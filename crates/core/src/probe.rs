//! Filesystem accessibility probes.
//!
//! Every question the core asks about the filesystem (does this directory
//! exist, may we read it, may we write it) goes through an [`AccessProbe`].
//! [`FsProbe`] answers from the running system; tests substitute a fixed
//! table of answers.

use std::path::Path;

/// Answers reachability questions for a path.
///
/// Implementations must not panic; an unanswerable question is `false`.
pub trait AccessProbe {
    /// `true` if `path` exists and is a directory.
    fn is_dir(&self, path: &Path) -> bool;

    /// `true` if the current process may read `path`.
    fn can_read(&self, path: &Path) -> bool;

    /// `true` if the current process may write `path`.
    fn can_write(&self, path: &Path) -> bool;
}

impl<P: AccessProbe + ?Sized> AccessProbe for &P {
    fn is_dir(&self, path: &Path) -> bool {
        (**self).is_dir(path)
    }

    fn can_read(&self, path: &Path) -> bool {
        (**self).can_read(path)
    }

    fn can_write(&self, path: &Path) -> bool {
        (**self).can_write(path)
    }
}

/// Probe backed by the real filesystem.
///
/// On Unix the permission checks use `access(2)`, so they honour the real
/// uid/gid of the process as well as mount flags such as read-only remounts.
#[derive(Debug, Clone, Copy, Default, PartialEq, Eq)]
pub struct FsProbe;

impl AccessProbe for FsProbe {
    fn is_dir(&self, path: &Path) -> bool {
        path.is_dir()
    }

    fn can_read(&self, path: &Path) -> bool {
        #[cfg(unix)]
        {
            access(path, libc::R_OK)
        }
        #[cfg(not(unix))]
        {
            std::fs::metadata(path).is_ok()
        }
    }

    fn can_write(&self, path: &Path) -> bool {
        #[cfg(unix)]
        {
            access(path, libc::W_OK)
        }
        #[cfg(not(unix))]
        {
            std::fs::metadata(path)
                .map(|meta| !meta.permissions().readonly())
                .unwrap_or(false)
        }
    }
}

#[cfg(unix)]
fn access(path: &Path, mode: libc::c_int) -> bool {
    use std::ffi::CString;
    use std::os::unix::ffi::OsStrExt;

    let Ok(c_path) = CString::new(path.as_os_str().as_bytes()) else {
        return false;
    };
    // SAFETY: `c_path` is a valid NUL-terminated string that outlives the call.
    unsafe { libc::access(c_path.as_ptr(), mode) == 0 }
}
+++
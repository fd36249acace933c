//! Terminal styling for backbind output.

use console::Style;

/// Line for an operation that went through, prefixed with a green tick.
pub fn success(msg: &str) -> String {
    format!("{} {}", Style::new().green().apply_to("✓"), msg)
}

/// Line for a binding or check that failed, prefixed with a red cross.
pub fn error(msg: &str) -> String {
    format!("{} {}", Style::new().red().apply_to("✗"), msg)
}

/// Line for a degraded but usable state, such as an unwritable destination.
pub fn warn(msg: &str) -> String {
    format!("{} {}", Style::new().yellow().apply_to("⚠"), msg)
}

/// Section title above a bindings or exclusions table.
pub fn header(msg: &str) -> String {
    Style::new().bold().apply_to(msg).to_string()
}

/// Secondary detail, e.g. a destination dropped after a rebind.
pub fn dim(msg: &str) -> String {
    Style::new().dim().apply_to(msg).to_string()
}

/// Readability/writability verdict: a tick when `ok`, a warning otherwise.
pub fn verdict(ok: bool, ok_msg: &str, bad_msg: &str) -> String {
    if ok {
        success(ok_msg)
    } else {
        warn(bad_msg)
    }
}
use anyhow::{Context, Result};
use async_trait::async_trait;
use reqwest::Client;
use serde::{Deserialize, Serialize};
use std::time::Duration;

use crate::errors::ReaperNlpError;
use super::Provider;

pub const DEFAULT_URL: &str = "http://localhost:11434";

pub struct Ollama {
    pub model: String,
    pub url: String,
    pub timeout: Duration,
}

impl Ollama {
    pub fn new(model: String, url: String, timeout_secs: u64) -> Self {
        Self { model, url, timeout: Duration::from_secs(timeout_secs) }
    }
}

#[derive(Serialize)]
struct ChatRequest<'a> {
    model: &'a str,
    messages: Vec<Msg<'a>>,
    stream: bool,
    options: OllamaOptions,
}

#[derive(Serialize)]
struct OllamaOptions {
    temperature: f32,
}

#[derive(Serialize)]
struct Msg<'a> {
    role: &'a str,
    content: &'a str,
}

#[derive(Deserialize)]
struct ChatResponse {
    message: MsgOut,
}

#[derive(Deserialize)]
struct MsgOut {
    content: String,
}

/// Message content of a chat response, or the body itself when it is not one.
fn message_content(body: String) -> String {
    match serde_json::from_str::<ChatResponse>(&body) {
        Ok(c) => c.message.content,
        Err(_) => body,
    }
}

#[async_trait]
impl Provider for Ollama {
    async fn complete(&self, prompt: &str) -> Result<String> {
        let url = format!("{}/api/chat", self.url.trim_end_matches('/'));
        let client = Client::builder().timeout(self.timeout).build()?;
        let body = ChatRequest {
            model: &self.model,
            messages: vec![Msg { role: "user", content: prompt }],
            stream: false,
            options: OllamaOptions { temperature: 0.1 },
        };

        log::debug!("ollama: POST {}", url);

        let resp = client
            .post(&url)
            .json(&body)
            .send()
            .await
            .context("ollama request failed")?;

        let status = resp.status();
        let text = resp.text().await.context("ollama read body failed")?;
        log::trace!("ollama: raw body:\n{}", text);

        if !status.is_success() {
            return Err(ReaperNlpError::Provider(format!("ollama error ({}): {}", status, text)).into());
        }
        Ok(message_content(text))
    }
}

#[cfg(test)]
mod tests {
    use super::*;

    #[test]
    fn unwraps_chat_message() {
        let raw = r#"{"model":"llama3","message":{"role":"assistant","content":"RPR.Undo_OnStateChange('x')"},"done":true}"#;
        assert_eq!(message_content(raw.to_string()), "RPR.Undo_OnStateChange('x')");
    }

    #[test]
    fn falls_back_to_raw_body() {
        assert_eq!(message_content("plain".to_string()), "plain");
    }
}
+++
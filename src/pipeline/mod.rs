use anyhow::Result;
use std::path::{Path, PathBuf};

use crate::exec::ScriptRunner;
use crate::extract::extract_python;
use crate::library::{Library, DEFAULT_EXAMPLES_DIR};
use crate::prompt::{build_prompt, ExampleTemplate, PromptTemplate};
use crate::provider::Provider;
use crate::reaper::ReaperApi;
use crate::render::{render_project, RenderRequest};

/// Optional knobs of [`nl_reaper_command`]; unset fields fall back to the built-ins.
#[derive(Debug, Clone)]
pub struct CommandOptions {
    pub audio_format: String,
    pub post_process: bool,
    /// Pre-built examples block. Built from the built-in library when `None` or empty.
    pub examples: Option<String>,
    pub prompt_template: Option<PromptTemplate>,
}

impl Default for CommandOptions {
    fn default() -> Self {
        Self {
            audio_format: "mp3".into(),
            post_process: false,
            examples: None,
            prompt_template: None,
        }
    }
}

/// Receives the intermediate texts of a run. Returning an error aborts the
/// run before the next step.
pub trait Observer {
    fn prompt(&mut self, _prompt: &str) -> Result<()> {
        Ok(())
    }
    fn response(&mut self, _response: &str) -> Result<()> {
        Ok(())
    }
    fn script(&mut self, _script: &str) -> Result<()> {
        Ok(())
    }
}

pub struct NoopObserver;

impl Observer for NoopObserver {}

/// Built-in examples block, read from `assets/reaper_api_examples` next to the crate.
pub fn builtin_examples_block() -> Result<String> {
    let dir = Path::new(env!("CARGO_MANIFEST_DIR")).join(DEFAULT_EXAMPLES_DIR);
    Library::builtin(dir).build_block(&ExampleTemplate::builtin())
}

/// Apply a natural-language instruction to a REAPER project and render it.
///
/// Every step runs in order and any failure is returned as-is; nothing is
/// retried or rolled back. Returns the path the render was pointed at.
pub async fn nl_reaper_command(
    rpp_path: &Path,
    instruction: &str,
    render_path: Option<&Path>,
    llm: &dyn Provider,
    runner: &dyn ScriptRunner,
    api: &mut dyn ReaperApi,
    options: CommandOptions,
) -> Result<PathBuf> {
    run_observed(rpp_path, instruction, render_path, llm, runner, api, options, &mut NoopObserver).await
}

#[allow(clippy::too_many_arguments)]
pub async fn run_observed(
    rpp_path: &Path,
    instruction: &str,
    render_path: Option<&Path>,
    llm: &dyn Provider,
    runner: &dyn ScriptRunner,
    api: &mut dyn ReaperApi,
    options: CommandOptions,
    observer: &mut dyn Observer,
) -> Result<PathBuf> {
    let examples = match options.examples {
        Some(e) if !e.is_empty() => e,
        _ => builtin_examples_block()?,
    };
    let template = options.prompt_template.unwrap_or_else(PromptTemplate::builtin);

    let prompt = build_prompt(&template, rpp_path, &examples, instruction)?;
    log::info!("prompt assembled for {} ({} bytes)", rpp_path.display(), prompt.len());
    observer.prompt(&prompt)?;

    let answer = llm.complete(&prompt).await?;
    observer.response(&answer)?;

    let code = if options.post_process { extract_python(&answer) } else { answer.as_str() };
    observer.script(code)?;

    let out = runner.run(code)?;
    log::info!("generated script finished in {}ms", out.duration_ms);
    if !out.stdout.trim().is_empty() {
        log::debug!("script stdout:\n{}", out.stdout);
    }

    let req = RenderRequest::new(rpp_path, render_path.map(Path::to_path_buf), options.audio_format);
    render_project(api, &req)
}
+++
Only the lines above that include the word "green" belong in the answer; copy each one.

/// Line for an operation that went through, prefixed with a green tick.
    format!("{} {}", Style::new().green().apply_to("✓"), msg)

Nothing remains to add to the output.